What we’ve been up to

Aerial shot of a group of woman.

Tuck at Dartmouth

Li

2022 Tuck Executive Leadership Capstone at IBM

Tuck at Dartmouth was a learning experience I had not expected. There we were, ‘tucked in’ at the IBM Learning Center for the 2022 Tuck Executive Leadership Capstone. We had been selected by WBENC and the program was underwritten by IBM. The program immersed us in Finance, Marketing, and Supply Chain Logistics. I pinched myself. Hard.

WBENC

The Women’s Business Enterprise National Council (WBENC) selected 54 women business owners from across the country. We were invited to participate in the 2022 Dartmouth College’s Tuck School of Business Executive Leadership Capstone sponsored by IBM.

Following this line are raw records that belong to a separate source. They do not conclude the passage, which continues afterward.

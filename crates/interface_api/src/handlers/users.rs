//! User handlers

use axum::{
    extract::{Path, Query, State},
    http::StatusCode,
    Extension, Json,
};
use core_kernel::UserId;
use domain_case::{ActionType, EntityRef, EntityType, NewActivity, Role, User};
use infra_db::UpdateOutcome;

use super::{record_activity, record_created};
use crate::auth::Actor;
use crate::dto::user::{CreateUserRequest, UpdateUserRequest, UserListQuery};
use crate::{error::ApiError, AppState};

/// Provisions a user account
pub async fn create_user(
    State(state): State<AppState>,
    Extension(actor): Extension<Actor>,
    Json(request): Json<CreateUserRequest>,
) -> Result<(StatusCode, Json<User>), ApiError> {
    actor.require_role(&[Role::Admin])?;
    let user = state.db.users.create(request.into_domain()?).await?;
    record_created(&state, &actor, EntityRef::new(EntityType::User, user.id), &user.username).await;
    Ok((StatusCode::CREATED, Json(user)))
}

/// Lists users
pub async fn list_users(
    State(state): State<AppState>,
    Query(query): Query<UserListQuery>,
) -> Result<Json<Vec<User>>, ApiError> {
    Ok(Json(state.db.users.list(&query.filter()?).await?))
}

/// Gets a user by ID
pub async fn get_user(
    State(state): State<AppState>,
    Path(id): Path<i64>,
) -> Result<Json<User>, ApiError> {
    Ok(Json(state.db.users.get(UserId::new(id)).await?))
}

/// Updates a user; setting `is_active` to false deactivates the account
pub async fn update_user(
    State(state): State<AppState>,
    Extension(actor): Extension<Actor>,
    Path(id): Path<i64>,
    Json(request): Json<UpdateUserRequest>,
) -> Result<Json<UpdateOutcome<User>>, ApiError> {
    actor.require_role(&[Role::Admin])?;
    let outcome = state.db.users.update(UserId::new(id), request.into_domain()?).await?;

    if let UpdateOutcome::Updated { after, changes, .. } = &outcome {
        let entity = EntityRef::new(EntityType::User, after.id);
        let mut activity = NewActivity::updated(actor.user_id, entity, &after.username, changes);
        if changes.contains("is_active") && !after.is_active {
            activity.action_type = ActionType::Deactivate;
        }
        record_activity(&state, &actor, activity).await;
    }
    Ok(Json(outcome))
}
//! Violation DTOs

use chrono::{DateTime, Utc};
use core_kernel::UserId;
use domain_case::{NewViolation, ViolationFilter, ViolationUpdate};
use rust_decimal::Decimal;
use serde::Deserialize;
use validator::Validate;

use super::{amount, parse_enum, parse_opt, WindowQuery};
use crate::error::ApiError;

#[derive(Debug, Deserialize, Validate)]
pub struct CreateViolationRequest {
    #[validate(length(min = 1))]
    pub violation_number: String,
    #[validate(length(min = 1))]
    pub violator_name: String,
    pub violation_date: DateTime<Utc>,
    pub violation_type: String,
    pub severity_level: String,
    #[validate(length(min = 1))]
    pub location: String,
    /// Recording officer; defaults to the caller
    pub officer_id: Option<i64>,
    pub violator_license_number: Option<String>,
    pub violator_phone: Option<String>,
    pub violator_address: Option<String>,
    pub description: Option<String>,
    #[validate(range(min = -90.0, max = 90.0))]
    pub latitude: Option<f64>,
    #[validate(range(min = -180.0, max = 180.0))]
    pub longitude: Option<f64>,
    pub fine_amount: Option<Decimal>,
    pub notes: Option<String>,
}

impl CreateViolationRequest {
    pub fn into_domain(self, caller: UserId) -> Result<NewViolation, ApiError> {
        self.validate()?;
        Ok(NewViolation {
            violation_type: parse_enum(&self.violation_type)?,
            severity_level: parse_enum(&self.severity_level)?,
            officer_id: self.officer_id.map(UserId::new).unwrap_or(caller),
            fine_amount: amount(self.fine_amount),
            violation_number: self.violation_number,
            violator_name: self.violator_name,
            violation_date: self.violation_date,
            location: self.location,
            violator_license_number: self.violator_license_number,
            violator_phone: self.violator_phone,
            violator_address: self.violator_address,
            description: self.description,
            latitude: self.latitude,
            longitude: self.longitude,
            notes: self.notes,
        })
    }
}

/// The violation number is fixed at creation and not accepted here
#[derive(Debug, Default, Deserialize, Validate)]
pub struct UpdateViolationRequest {
    pub violator_name: Option<String>,
    pub violator_license_number: Option<String>,
    pub violator_phone: Option<String>,
    pub violator_address: Option<String>,
    pub violation_type: Option<String>,
    pub severity_level: Option<String>,
    pub description: Option<String>,
    pub location: Option<String>,
    #[validate(range(min = -90.0, max = 90.0))]
    pub latitude: Option<f64>,
    #[validate(range(min = -180.0, max = 180.0))]
    pub longitude: Option<f64>,
    pub status: Option<String>,
    pub fine_amount: Option<Decimal>,
    pub paid_date: Option<DateTime<Utc>>,
    pub notes: Option<String>,
}

impl UpdateViolationRequest {
    pub fn into_domain(self) -> Result<ViolationUpdate, ApiError> {
        self.validate()?;
        Ok(ViolationUpdate {
            violation_type: parse_opt(self.violation_type.as_deref())?,
            severity_level: parse_opt(self.severity_level.as_deref())?,
            status: parse_opt(self.status.as_deref())?,
            fine_amount: amount(self.fine_amount),
            violator_name: self.violator_name,
            violator_license_number: self.violator_license_number,
            violator_phone: self.violator_phone,
            violator_address: self.violator_address,
            description: self.description,
            location: self.location,
            latitude: self.latitude,
            longitude: self.longitude,
            paid_date: self.paid_date,
            notes: self.notes,
        })
    }
}

#[derive(Debug, Default, Deserialize)]
pub struct ViolationListQuery {
    pub officer_id: Option<i64>,
    pub status: Option<String>,
    pub violation_type: Option<String>,
    pub severity_level: Option<String>,
    pub start: Option<DateTime<Utc>>,
    pub end: Option<DateTime<Utc>>,
}

impl ViolationListQuery {
    pub fn filter(&self) -> Result<ViolationFilter, ApiError> {
        Ok(ViolationFilter {
            officer_id: self.officer_id.map(UserId::new),
            status: parse_opt(self.status.as_deref())?,
            violation_type: parse_opt(self.violation_type.as_deref())?,
            severity_level: parse_opt(self.severity_level.as_deref())?,
            window: WindowQuery {
                start: self.start,
                end: self.end,
            }
            .window()?,
        })
    }
}
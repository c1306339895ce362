//! Activity log query parameters

use core_kernel::UserId;
use domain_case::{ActivityQuery, EntityRef};
use serde::Deserialize;

use super::parse_enum;
use crate::error::ApiError;

#[derive(Debug, Default, Deserialize)]
pub struct ActivityListQuery {
    pub actor: Option<i64>,
    pub limit: Option<i64>,
    /// With `entity_id`, restricts the log to one record's history
    pub entity_type: Option<String>,
    pub entity_id: Option<i64>,
}

impl ActivityListQuery {
    pub fn query(&self) -> ActivityQuery {
        let defaults = ActivityQuery::default();
        ActivityQuery {
            actor: self.actor.map(UserId::new),
            limit: self.limit.unwrap_or(defaults.limit),
        }
    }

    /// The entity whose history was requested, if any
    pub fn entity(&self) -> Result<Option<EntityRef>, ApiError> {
        match (&self.entity_type, self.entity_id) {
            (Some(entity_type), Some(id)) => Ok(Some(EntityRef::new(parse_enum(entity_type)?, id))),
            (None, None) => Ok(None),
            _ => Err(ApiError::validation(
                "entity_id",
                "entity_type and entity_id must be given together",
            )),
        }
    }
}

This program pulled together a perfectly-sized cohort of women with very different businesses, structures, processes, trajectories, histories, and strengths. All in all, we represented an extremely diverse cultural, regional, and socio-economic pool.

One of the most important facets of WBENC’s programs is how they facilitate building a workable and sustainable cohort. This particular program brought together women from different backgrounds industries, and regions. The professors and facilitators actively encouraged us to bring our real-world quandaries into discussions.

Tuck at Dartmouth

Although I had no business education before starting my company, that has not stopped me.  However, it has incentivized me to learn. To learn more, better, and faster. The Dartmouth professors created an intense course of study that allowed us to understand and implement strategies immediately.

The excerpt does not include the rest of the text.